Saved data entries:
□ □ □ □ □

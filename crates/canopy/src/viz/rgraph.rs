use canopy_graph::geom::normalize_angle;
use canopy_graph::util;
use canopy_graph::{Polar, PosProp, SkipIgnored};
use canopy_layout::ChildOrder;
use serde_json::Value;

use super::{Dispatch, Visualization, impl_viz};
use crate::anim::Clock;
use crate::config::{Kind, VizConfig};
use crate::error::Result;

/// Radial graph: concentric rings around the root. Clicking a node makes it the new root and
/// rotates the rings so that the old parent keeps its direction.
#[derive(Debug)]
pub struct RGraph(Visualization);

impl_viz!(RGraph);

impl RGraph {
    pub fn new(config: VizConfig) -> Self {
        Self(Visualization::new(Kind::RGraph, config))
    }

    pub fn with_clock(config: VizConfig, clock: Box<dyn Clock>) -> Self {
        Self(Visualization::with_clock(Kind::RGraph, config, clock))
    }

    pub fn from_overrides(overrides: Option<&Value>) -> Result<Self> {
        Ok(Self::new(VizConfig::for_kind(Kind::RGraph, overrides)?))
    }

    pub fn into_inner(self) -> Visualization {
        self.0
    }

    /// Lays out into every position property.
    pub fn compute(&mut self) -> Result<()> {
        self.0.compute(&PosProp::ALL)
    }

    pub fn refresh(&mut self) -> Result<()> {
        self.0.refresh(false)
    }

    pub fn on_click(&mut self, id: &str) -> Result<Dispatch> {
        self.0.rg_on_click(id)
    }
}

impl Visualization {
    /// Angle from `id` towards its first parent, with that parent's id.
    fn parent_angle(&self, id: &str) -> Option<(String, f64)> {
        let node = self.graph.get_node(id)?;
        let parent = util::get_parents(&self.graph, &self.traversal, id)
            .into_iter()
            .next()?;
        let d = parent.pos.getc() - node.pos.getc();
        Some((parent.id.clone(), normalize_angle(d.y.atan2(d.x))))
    }

    /// Ranks the neighbours of `parent` that follow `id` in its adjacency order, wrapping around,
    /// so the old parent's children keep their circular order after re-rooting.
    fn tag_children(&self, parent: &str, id: &str) -> Option<ChildOrder> {
        let node = self.graph.get_node(parent)?;
        let mut adjs = Vec::new();
        util::each_adjacency(node, &SkipIgnored, |adj| adjs.push(adj.node_to.clone()));
        let at = adjs.iter().position(|n| n == id)?;
        let len = adjs.len();
        let rank = (1..len)
            .map(|k| adjs[(at + k) % len].clone())
            .enumerate()
            .map(|(rank, child)| (child, rank))
            .collect();
        Some(ChildOrder {
            parent: parent.to_string(),
            rank,
        })
    }

    pub(crate) fn rg_on_click(&mut self, id: &str) -> Result<Dispatch> {
        if self.busy {
            return Ok(Dispatch::Busy);
        }
        self.node(id)?;
        if self.root.as_deref() == Some(id) {
            return Ok(Dispatch::Done);
        }
        self.busy = true;
        self.root = Some(id.to_string());
        self.notify(id, |c, n| c.on_before_compute(n));

        let parent = self.parent_angle(id);
        self.child_order = parent
            .as_ref()
            .and_then(|(parent, _)| self.tag_children(parent, id));
        if let Err(err) = self.compute(&[PosProp::EndPos]) {
            self.busy = false;
            return Err(err);
        }

        if let Some((parent, theta)) = parent {
            let parent_theta = self
                .graph
                .get_node(&parent)
                .map_or(theta, |p| p.end_pos.getp().theta);
            let rotation = Polar::new(theta - parent_theta, 0.0);
            for node in self.graph.nodes_mut() {
                let end = node.end_pos.getp().add(rotation);
                node.end_pos.setp(end);
            }
        }
        tracing::debug!(root = id, "rgraph click");

        let mode = self.config.interpolation.mode();
        let options = self.config.animation();
        self.animate(
            vec![mode],
            options,
            None,
            Box::new(|viz: &mut Visualization| viz.finish(None)),
        );
        Ok(Dispatch::Scheduled)
    }
}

□ □ □ □ □

### DIRECTIONS
Set down nothing but the lines from the one with "node.end_pos.setp(end);" through the end of the records, keeping each line exactly as written and including both ends.

### TASK OUTPUT
                node.end_pos.setp(end);
            }
        }
        tracing::debug!(root = id, "rgraph click");

        let mode = self.config.interpolation.mode();
        let options = self.config.animation();
        self.animate(
            vec![mode],
            options,
            None,
            Box::new(|viz: &mut Visualization| viz.finish(None)),
        );
        Ok(Dispatch::Scheduled)
    }
}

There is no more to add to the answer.